Franziska Furter always works meticulously: Like a researcher she experiments and expands her image making and invents objects. In her works she remains always tangible as an acting person. Art is for her the process of making, a credo she shares with Marcel Duchamp. Franziska Furter often creates in her exhibition installations, captivating the viewer through their precise disposition of different groups of works in manifold material. All works broach the issues of perception of time and play with the criteria of planning, concept and coincidence. Her exhibitions reveal an oeuvre constantly growing with unexcited consistency, with humor and precision. Within a clearly defined system Franziska Furter creates works of great forcefulness and poetry, offering in her shows to the viewer a variety of associations and emotions.
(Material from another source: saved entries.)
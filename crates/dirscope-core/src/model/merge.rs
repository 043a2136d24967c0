/// Conflict-free merging of independently built trees ("safe add").
///
/// Fragments produced by concurrent batches share path prefixes. Merging
/// deduplicates them segment by segment: an id already present under the
/// target is never replaced, the incoming node's children are folded into
/// the existing one instead. Everything here is iterative so merge depth is
/// not bounded by the thread stack.
use super::node::{Node, NodeIndex};
use super::path_tree::PathTree;
use crate::error::ScanError;
use tracing::debug;

impl PathTree {
    /// Fold a set of fragments into a fresh tree whose root is `root_id`.
    ///
    /// Each fragment's root is treated as the scan root itself. The result is
    /// the same for any fragment order unless two fragments carry different
    /// probed sizes for the same path, which is reported as
    /// [`ScanError::MergeConflict`].
    pub fn merge_fragments<I>(root_id: &str, fragments: I) -> Result<PathTree, ScanError>
    where
        I: IntoIterator<Item = PathTree>,
    {
        let fragments = fragments.into_iter();
        let mut tree = PathTree::with_capacity(root_id, fragments.size_hint().0 + 1);
        let root = tree.root();
        let mut merged = 0usize;
        for fragment in fragments {
            tree.absorb(root, &fragment, fragment.root())?;
            merged += 1;
        }
        debug!("Merged {merged} fragments into {} nodes", tree.node_count());
        Ok(tree)
    }

    /// Merge the subtree of `other` rooted at `from` as a child of `parent`.
    ///
    /// If `parent` already has a child with the same name, that child keeps its
    /// identity and the incoming children are merged into it; otherwise the
    /// whole incoming subtree is attached as a new child.
    pub fn safe_add(
        &mut self,
        parent: NodeIndex,
        other: &PathTree,
        from: NodeIndex,
    ) -> Result<(), ScanError> {
        match self.child(parent, other.node(from).name()) {
            Some(existing) => self.absorb(existing, other, from),
            None => {
                self.graft(parent, other, from);
                Ok(())
            }
        }
    }

    /// Treat `other[from]` and `self[into]` as the same directory: reconcile
    /// their sizes, then safe-add every incoming child.
    pub fn absorb(
        &mut self,
        into: NodeIndex,
        other: &PathTree,
        from: NodeIndex,
    ) -> Result<(), ScanError> {
        let mut stack = vec![(into, from)];
        while let Some((target, source)) = stack.pop() {
            self.reconcile(target, other.node(source))?;
            for &child in other.children(source) {
                match self.child(target, other.node(child).name()) {
                    Some(existing) => stack.push((existing, child)),
                    None => self.graft(target, other, child),
                }
            }
        }
        Ok(())
    }

    /// Adopt the incoming probed size if ours is only an intermediate default.
    fn reconcile(&mut self, target: NodeIndex, incoming: &Node) -> Result<(), ScanError> {
        if !incoming.probed {
            return Ok(());
        }
        let existing = self.node(target);
        if !existing.probed {
            self.set_isolated_size(target, incoming.isolated_size);
            return Ok(());
        }
        if existing.isolated_size != incoming.isolated_size {
            return Err(ScanError::MergeConflict {
                path: self.full_path(target),
                existing: existing.isolated_size,
                incoming: incoming.isolated_size,
            });
        }
        Ok(())
    }

    /// Copy the subtree `other[from]` under `parent`, where no child with the
    /// same id exists yet.
    fn graft(&mut self, parent: NodeIndex, other: &PathTree, from: NodeIndex) {
        let mut stack = vec![(parent, from)];
        while let Some((target_parent, source)) = stack.pop() {
            let src = other.node(source);
            let idx = self.child_or_insert(target_parent, src.name());
            let node = self.node_mut(idx);
            node.isolated_size = src.isolated_size;
            node.total_size = src.total_size;
            node.probed = src.probed;
            for &child in src.children.iter().rev() {
                stack.push((idx, child));
            }
        }
    }
}
/// Isolated-size probing of a single directory.
///
/// Only the regular files directly inside the directory count; nested
/// directories are probed on their own. Failures never propagate past
/// [`probe`]: an unreadable directory simply contributes 0 bytes.
use crate::error::FsFailure;
use crate::scanner::progress::ScanProgress;
use crossbeam_channel::Sender;
use std::fs;
use std::io;
use std::path::Path;
use tracing::{debug, warn};

/// Result of probing one directory.
#[derive(Debug, Clone, Copy, PartialEq, Eq)]
pub struct Probe {
    pub size: u64,
    /// Set when the directory could not be read; `size` is then 0.
    pub failure: Option<FsFailure>,
}

/// Sum of the byte lengths of regular files directly inside `dir`.
///
/// Symlinked files are not followed, and a `dir` that is itself a symlink
/// reports 0 so the link target is never counted twice. Entries whose
/// metadata cannot be read are skipped.
pub fn isolated_size(dir: &Path) -> io::Result<u64> {
    if fs::symlink_metadata(dir)?.file_type().is_symlink() {
        return Ok(0);
    }

    let mut total: u64 = 0;
    for entry in fs::read_dir(dir)? {
        let entry = match entry {
            Ok(entry) => entry,
            Err(err) => {
                debug!("Skipping unreadable entry in {}: {err}", dir.display());
                continue;
            }
        };
        match entry.file_type() {
            Ok(file_type) if file_type.is_file() => match entry.metadata() {
                Ok(meta) => total = total.saturating_add(meta.len()),
                Err(err) => debug!("No metadata for {}: {err}", entry.path().display()),
            },
            Ok(_) => {}
            Err(err) => debug!("No file type for {}: {err}", entry.path().display()),
        }
    }
    Ok(total)
}

/// Probe `dir`, turning any failure into a zero size plus a diagnostic.
///
/// The exclusion set is deliberately untouched here; only discovery decides
/// what gets excluded.
pub fn probe(dir: &Path, progress_tx: &Sender<ScanProgress>) -> Probe {
    match isolated_size(dir) {
        Ok(size) => Probe {
            size,
            failure: None,
        },
        Err(err) => {
            let failure = FsFailure::classify(&err);
            match failure {
                FsFailure::Other => warn!("Size probe failed for {}: {err}", dir.display()),
                _ => debug!("Size probe skipped {}: {err}", dir.display()),
            }
            let _ = progress_tx.send(ScanProgress::Error {
                path: dir.to_string_lossy().into_owned(),
                message: format!("{err}"),
            });
            Probe {
                size: 0,
                failure: Some(failure),
            }
        }
    }
}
Franziska Furter’s work has been shown in many solo and group exhibitions in Europe. Her works are in the following public collections Aargauer Kunsthaus, Aarau; Kunstmuseum Basel; Kupferstichkabinett Berlin; Museum of Modern Art, New York and in many private and corporate collections amongst others Zurich Cantonal Bank; Collection of the Deutsche Bank, Zurich and Frankfurt a/M; Credit Suisse Collection; Bank Baer Collection; Roche Collection, Basel; Helvetia Collection and many others.